- Goal of the exercise -
Search the records for lines with the word "NaiveDate" and copy each match.

- Material provided -
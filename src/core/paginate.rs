//! Page arithmetic for client-side pagination.
//!
//! Pages are 1-indexed. Asking for a page outside the list yields an empty
//! slice; a zero page size is rejected outright.

use thiserror::Error;

#[derive(Error, Debug, Clone, Copy, PartialEq, Eq)]
pub enum PageError {
    #[error("Page size must be greater than zero")]
    ZeroPageSize,
}

/// Return the items visible on `page` when the list is cut into pages of
/// `page_size`.
pub fn slice<T>(items: &[T], page: usize, page_size: usize) -> Result<&[T], PageError> {
    if page_size == 0 {
        return Err(PageError::ZeroPageSize);
    }
    if page == 0 {
        return Ok(&[]);
    }

    let start = match (page - 1).checked_mul(page_size) {
        Some(start) if start < items.len() => start,
        _ => return Ok(&[]),
    };
    let end = start.saturating_add(page_size).min(items.len());

    Ok(&items[start..end])
}

/// Number of pages needed to show `total` items.
pub fn page_count(total: usize, page_size: usize) -> Result<usize, PageError> {
    if page_size == 0 {
        return Err(PageError::ZeroPageSize);
    }
    Ok(total.div_ceil(page_size))
}

/// Remote `offset` for a 1-indexed page. Page 0 is treated as page 1.
pub fn offset_for(page: usize, page_size: usize) -> usize {
    page.saturating_sub(1).saturating_mul(page_size)
}
//! Client for the Ergast F1 REST API
//!
//! - `http`: request wrappers returning [`crate::models::Page`]s
//! - `types`: the `MRData` envelope and its reshaping into local models

pub mod http;
pub mod types;

pub use http::{ErgastClient, ERGAST_BASE_URL, FETCH_ALL_LIMIT};
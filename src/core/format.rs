//! Cell formatters: race clocks, finishing positions, dates and map links.

use chrono::NaiveDate;
use thiserror::Error;

use crate::models::RaceTime;


/// Placeholder shown when a value cannot be rendered.
pub const NOT_AVAILABLE: &str = "N/A";

#[derive(Error, Debug, Clone, PartialEq, Eq)]
pub enum FormatError {
    #[error("Invalid millisecond value: {input:?}")]
    InvalidMillis { input: String },

    #[error("Invalid finishing position: {input:?}")]
    InvalidPosition { input: String },
}

const MILLIS_PER_SECOND: u64 = 1_000;
const MILLIS_PER_MINUTE: u64 = 60 * MILLIS_PER_SECOND;
const MILLIS_PER_HOUR: u64 = 60 * MILLIS_PER_MINUTE;

/// Render a duration as `H:mm:ss.SSS`. Hours are not padded and do not wrap
/// at a day boundary.
pub fn format_duration(millis: u64) -> String {
    let hours = millis / MILLIS_PER_HOUR;
    let minutes = (millis % MILLIS_PER_HOUR) / MILLIS_PER_MINUTE;
    let seconds = (millis % MILLIS_PER_MINUTE) / MILLIS_PER_SECOND;
    let ms = millis % MILLIS_PER_SECOND;

    format!("{hours}:{minutes:02}:{seconds:02}.{ms:03}")
}

/// Parse a millisecond count as sent by the API and render it as a clock.
pub fn format_clock(millis: &str) -> Result<String, FormatError> {
    let value = millis
        .trim()
        .parse::<u64>()
        .map_err(|_| FormatError::InvalidMillis {
            input: millis.to_string(),
        })?;
    Ok(format_duration(value))
}

/// English ordinal for a finishing position: `1st`, `2nd`, `11th`, `21st`...
pub fn format_ordinal(position: &str) -> Result<String, FormatError> {
    let n = position
        .trim()
        .parse::<u64>()
        .map_err(|_| FormatError::InvalidPosition {
            input: position.to_string(),
        })?;

    let suffix = match (n % 10, n % 100) {
        (_, 11..=13) => "th",
        (1, _) => "st",
        (2, _) => "nd",
        (3, _) => "rd",
        _ => "th",
    };
    Ok(format!("{n}{suffix}"))
}

/// Time column for a results row. Never fails: missing or malformed times
/// render as [`NOT_AVAILABLE`].
pub fn time_cell(time: Option<&RaceTime>) -> String {
    time.and_then(|t| format_clock(&t.millis).ok())
        .unwrap_or_else(|| NOT_AVAILABLE.to_string())
}

/// Position column for a results row, falling back to the raw value.
pub fn position_cell(position: &str) -> String {
    format_ordinal(position).unwrap_or_else(|_| position.to_string())
}

/// `2023-03-05` -> `March 05, 2023`. Unparseable input is returned as-is.
pub fn format_race_date(date: &str) -> String {
    NaiveDate::parse_from_str(date.trim(), "%Y-%m-%d")
        .map(|d| d.format("%B %d, %Y").to_string())
        .unwrap_or_else(|_| date.to_string())
}

pub fn maps_url(lat: &str, long: &str) -> String {
    format!("https://www.google.com/maps/search/?api=1&query={lat},{long}")
}
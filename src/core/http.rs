//! HTTP utilities for Ergast API communication

use reqwest::header::{HeaderMap, HeaderValue, ACCEPT, CONTENT_TYPE};

pub const USER_AGENT: &str = concat!("f1-seasons/", env!("CARGO_PKG_VERSION"));

/// Headers sent with every API request.
pub fn default_headers() -> HeaderMap {
    let mut h = HeaderMap::new();
    h.insert(ACCEPT, HeaderValue::from_static("application/json"));
    h.insert(CONTENT_TYPE, HeaderValue::from_static("application/json"));
    h
}

/// Join a base URL and a path without doubling or dropping the slash.
pub fn join_url(base: &str, path: &str) -> String {
    format!(
        "{}/{}",
        base.trim_end_matches('/'),
        path.trim_start_matches('/')
    )
}
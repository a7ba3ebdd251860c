//! Open a page by its route path

use crate::{
    cli::types::{ListView, ResultsView},
    commands::{
        race_details::handle_race_details, races::handle_races, seasons::handle_seasons,
        CommandContext,
    },
    storage::KeyValueStore,
    view::{render::render_breadcrumbs, render::render_not_found, ListingState, Route},
    Result,
};

/// Render the page behind `path`, or the not-found view for unknown paths.
pub async fn handle_open<S: KeyValueStore>(
    ctx: &CommandContext<S>,
    path: &str,
    as_json: bool,
) -> Result<()> {
    match Route::parse(path) {
        Route::SeasonList => {
            handle_seasons(&ctx.client, ListingState::new(ListView::default()), as_json).await
        }
        Route::RacesForSeason { season } => {
            handle_races(
                &ctx.client,
                &ctx.pins,
                season,
                ListingState::new(ListView::default()),
                as_json,
            )
            .await
        }
        Route::RaceDetails { season, round } => {
            handle_race_details(
                &ctx.client,
                season,
                round,
                ResultsView::default(),
                1,
                as_json,
            )
            .await
        }
        route @ Route::NotFound { .. } => {
            // tarpaulin::skip - console output
            println!("{}\n", render_breadcrumbs(&route.breadcrumbs()));
            print!("{}", render_not_found(&route.path()));
            Ok(())
        }
    }
}
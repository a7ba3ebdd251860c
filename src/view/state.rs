//! Ephemeral page state.
//!
//! Each page goes load -> render, and afterwards only changes through user
//! actions (switch view, change page, re-sort). All transitions take `self`
//! and return the next state.

use serde::Serialize;

use crate::cli::types::ListView;

/// Seasons shown per page, whatever the layout.
pub const SEASONS_PER_PAGE: usize = 10;
/// Race cards shown per page.
pub const RACE_CARDS_PER_PAGE: usize = 4;
/// Rows shown per page in any table.
pub const ROWS_PER_TABLE_PAGE: usize = 10;

/// Outcome of loading a page's data.
#[derive(Debug, Clone, PartialEq, Eq, Serialize)]
#[serde(tag = "state", rename_all = "snake_case")]
pub enum PageState<T> {
    Loading,
    /// Fetching failed; the page shows `message` and a way back home.
    Failed { message: String },
    /// The request worked but there is nothing to show.
    Empty { message: String },
    Loaded { data: T },
}

impl<T> PageState<T> {
    pub fn is_loaded(&self) -> bool {
        matches!(self, PageState::Loaded { .. })
    }

    pub fn data(&self) -> Option<&T> {
        match self {
            PageState::Loaded { data } => Some(data),
            _ => None,
        }
    }

    pub fn data_mut(&mut self) -> Option<&mut T> {
        match self {
            PageState::Loaded { data } => Some(data),
            _ => None,
        }
    }
}

/// View mode and current page of a listing.
#[derive(Debug, Clone, Copy, PartialEq, Eq)]
pub struct ListingState {
    pub view: ListView,
    pub page: usize,
}

impl ListingState {
    pub fn new(view: ListView) -> Self {
        Self { view, page: 1 }
    }

    /// Switching layout always returns to the first page.
    pub fn with_view(self, view: ListView) -> Self {
        Self { view, page: 1 }
    }

    /// Go to a page; anything below 1 means the first page.
    pub fn with_page(self, page: usize) -> Self {
        Self {
            page: page.max(1),
            ..self
        }
    }

    /// Page size for a race listing in the current layout.
    pub fn race_page_size(&self) -> usize {
        match self.view {
            ListView::List => ROWS_PER_TABLE_PAGE,
            ListView::Card => RACE_CARDS_PER_PAGE,
        }
    }
}

impl Default for ListingState {
    fn default() -> Self {
        Self::new(ListView::default())
    }
}

/// Confirmation after pinning or unpinning a race.
#[derive(Debug, Clone, Copy, PartialEq, Eq)]
pub struct PinNotice {
    pub pinned: bool,
}

impl PinNotice {
    pub fn message(&self) -> &'static str {
        if self.pinned {
            "Race pinned and moved to the beginning!"
        } else {
            "Race un-pinned and moved to its original position!"
        }
    }
}
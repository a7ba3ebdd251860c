//! Race details (`/season/race/:seasonId/:round`): results table or time chart.

use serde_json::json;
use tracing::warn;

use crate::{
    cli::types::ResultsView,
    core::paginate::{offset_for, page_count, slice},
    ergast::ErgastClient,
    models::DriverResult,
    view::{
        chart::{chart_points, render_chart},
        render::{render_breadcrumbs, render_failure, render_pager, render_results},
        state::ROWS_PER_TABLE_PAGE,
        PageState, Route,
    },
    Result, RoundId, SeasonId,
};

#[derive(Debug, Clone)]
pub struct RaceDetailsPage {
    pub season: SeasonId,
    pub round: RoundId,
    pub view: ResultsView,
    pub page: usize,
    pub state: PageState<Vec<DriverResult>>,
}

impl RaceDetailsPage {
    pub async fn load(
        client: &ErgastClient,
        season: SeasonId,
        round: RoundId,
        view: ResultsView,
        page: usize,
    ) -> Self {
        let state = match client.fetch_race_results(&season, &round).await {
            Ok(results) if results.is_empty() => PageState::Empty {
                message: "No results available for this race.".to_string(),
            },
            Ok(results) => PageState::Loaded {
                data: results.items,
            },
            Err(e) => {
                if e.is_fetch_failure() {
                    warn!(%season, %round, error = %e, "failed to fetch race results");
                } else {
                    warn!(%season, %round, error = %e, "unreadable race results response");
                }
                PageState::Failed {
                    message: "Failed to load race results. Please try again later.".to_string(),
                }
            }
        };

        Self {
            season,
            round,
            view,
            page: page.max(1),
            state,
        }
    }

    pub fn results(&self) -> &[DriverResult] {
        self.state.data().map(Vec::as_slice).unwrap_or_default()
    }

    pub fn visible(&self) -> Result<&[DriverResult]> {
        Ok(slice(self.results(), self.page, ROWS_PER_TABLE_PAGE)?)
    }

    pub fn page_count(&self) -> Result<usize> {
        Ok(page_count(self.results().len(), ROWS_PER_TABLE_PAGE)?)
    }

    pub fn render(&self) -> Result<String> {
        let route = Route::RaceDetails {
            season: self.season.clone(),
            round: self.round.clone(),
        };

        let mut out = String::new();
        out.push_str(&render_breadcrumbs(&route.breadcrumbs()));
        out.push_str(&format!(
            "\n\nRace Details - Season {}, Round {}\n",
            self.season, self.round
        ));

        match &self.state {
            PageState::Loading => out.push_str("Loading...\n"),
            PageState::Failed { message } => out.push_str(&render_failure(message)),
            PageState::Empty { message } => {
                out.push_str(message);
                out.push('\n');
            }
            PageState::Loaded { .. } => {
                out.push_str("Participating Drivers\n\n");
                match self.view {
                    ResultsView::List => {
                        out.push_str(&render_results(
                            self.visible()?,
                            offset_for(self.page, ROWS_PER_TABLE_PAGE),
                        ));
                        out.push('\n');
                        out.push_str(&render_pager(self.page, self.page_count()?));
                        out.push('\n');
                    }
                    // The chart always covers the whole field
                    ResultsView::Chart => {
                        out.push_str(&render_chart(&chart_points(self.results())));
                    }
                }
            }
        }
        Ok(out)
    }

    pub fn to_json(&self) -> Result<serde_json::Value> {
        let state = match &self.state {
            PageState::Loaded { .. } => json!({ "state": "loaded" }),
            other => serde_json::to_value(other)?,
        };

        let body = match self.view {
            ResultsView::List => json!({
                "page": self.page,
                "pages": self.page_count()?,
                "results": self.visible()?,
            }),
            ResultsView::Chart => json!({ "chart": chart_points(self.results()) }),
        };

        Ok(json!({
            "season": self.season,
            "round": self.round,
            "view": self.view.to_string(),
            "data": body,
            "state": state,
        }))
    }
}

/// Handle the results command
pub async fn handle_race_details(
    client: &ErgastClient,
    season: SeasonId,
    round: RoundId,
    view: ResultsView,
    page: usize,
    as_json: bool,
) -> Result<()> {
    let details = RaceDetailsPage::load(client, season, round, view, page).await;

    if as_json {
        println!("{}", serde_json::to_string_pretty(&details.to_json()?)?); // tarpaulin::skip
    } else {
        print!("{}", details.render()?); // tarpaulin::skip
    }
    Ok(())
}

#[cfg(test)]
mod tests {
    use super::*;
    use crate::models::{Constructor, Driver, RaceTime};

    fn result(position: usize, millis: Option<u64>) -> DriverResult {
        DriverResult {
            position: position.to_string(),
            driver: Driver {
                given_name: "Driver".to_string(),
                family_name: position.to_string(),
                nationality: "Italian".to_string(),
            },
            constructor: Constructor {
                name: "Ferrari".to_string(),
            },
            time: millis.map(|m| RaceTime {
                display: String::new(),
                millis: m.to_string(),
            }),
        }
    }

    fn page(view: ResultsView, page: usize, count: usize) -> RaceDetailsPage {
        RaceDetailsPage {
            season: SeasonId::new("2019").unwrap(),
            round: RoundId::new("14").unwrap(),
            view,
            page,
            state: PageState::Loaded {
                data: (1..=count)
                    .map(|p| result(p, (p <= 15).then_some(5_000_000 + p as u64)))
                    .collect(),
            },
        }
    }

    #[test]
    fn test_second_page_continues_numbering() {
        let details = page(ResultsView::List, 2, 20);
        let out = details.render().unwrap();

        assert!(out.contains("Seasons > Races for Season 2019 > Race Details - Round 14"));
        assert!(out.contains("\n11  11th"));
        assert!(out.contains("Page 2 of 2"));
        // non-finishers render the sentinel
        assert!(out.lines().any(|l| l.starts_with("20") && l.ends_with("N/A")));
    }

    #[test]
    fn test_chart_view_skips_non_finishers() {
        let details = page(ResultsView::Chart, 1, 20);
        let json = details.to_json().unwrap();
        assert_eq!(json["data"]["chart"].as_array().unwrap().len(), 15);
        assert_eq!(json["view"], "chart");
    }

    #[test]
    fn test_empty_results_message() {
        let mut details = page(ResultsView::List, 1, 0);
        details.state = PageState::Empty {
            message: "No results available for this race.".to_string(),
        };
        let out = details.render().unwrap();
        assert!(out.contains("No results available for this race."));
        assert!(!out.contains("Go back to home"));
    }
}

- Response area -
use chrono::NaiveDate;
    NaiveDate::parse_from_str(date.trim(), "%Y-%m-%d")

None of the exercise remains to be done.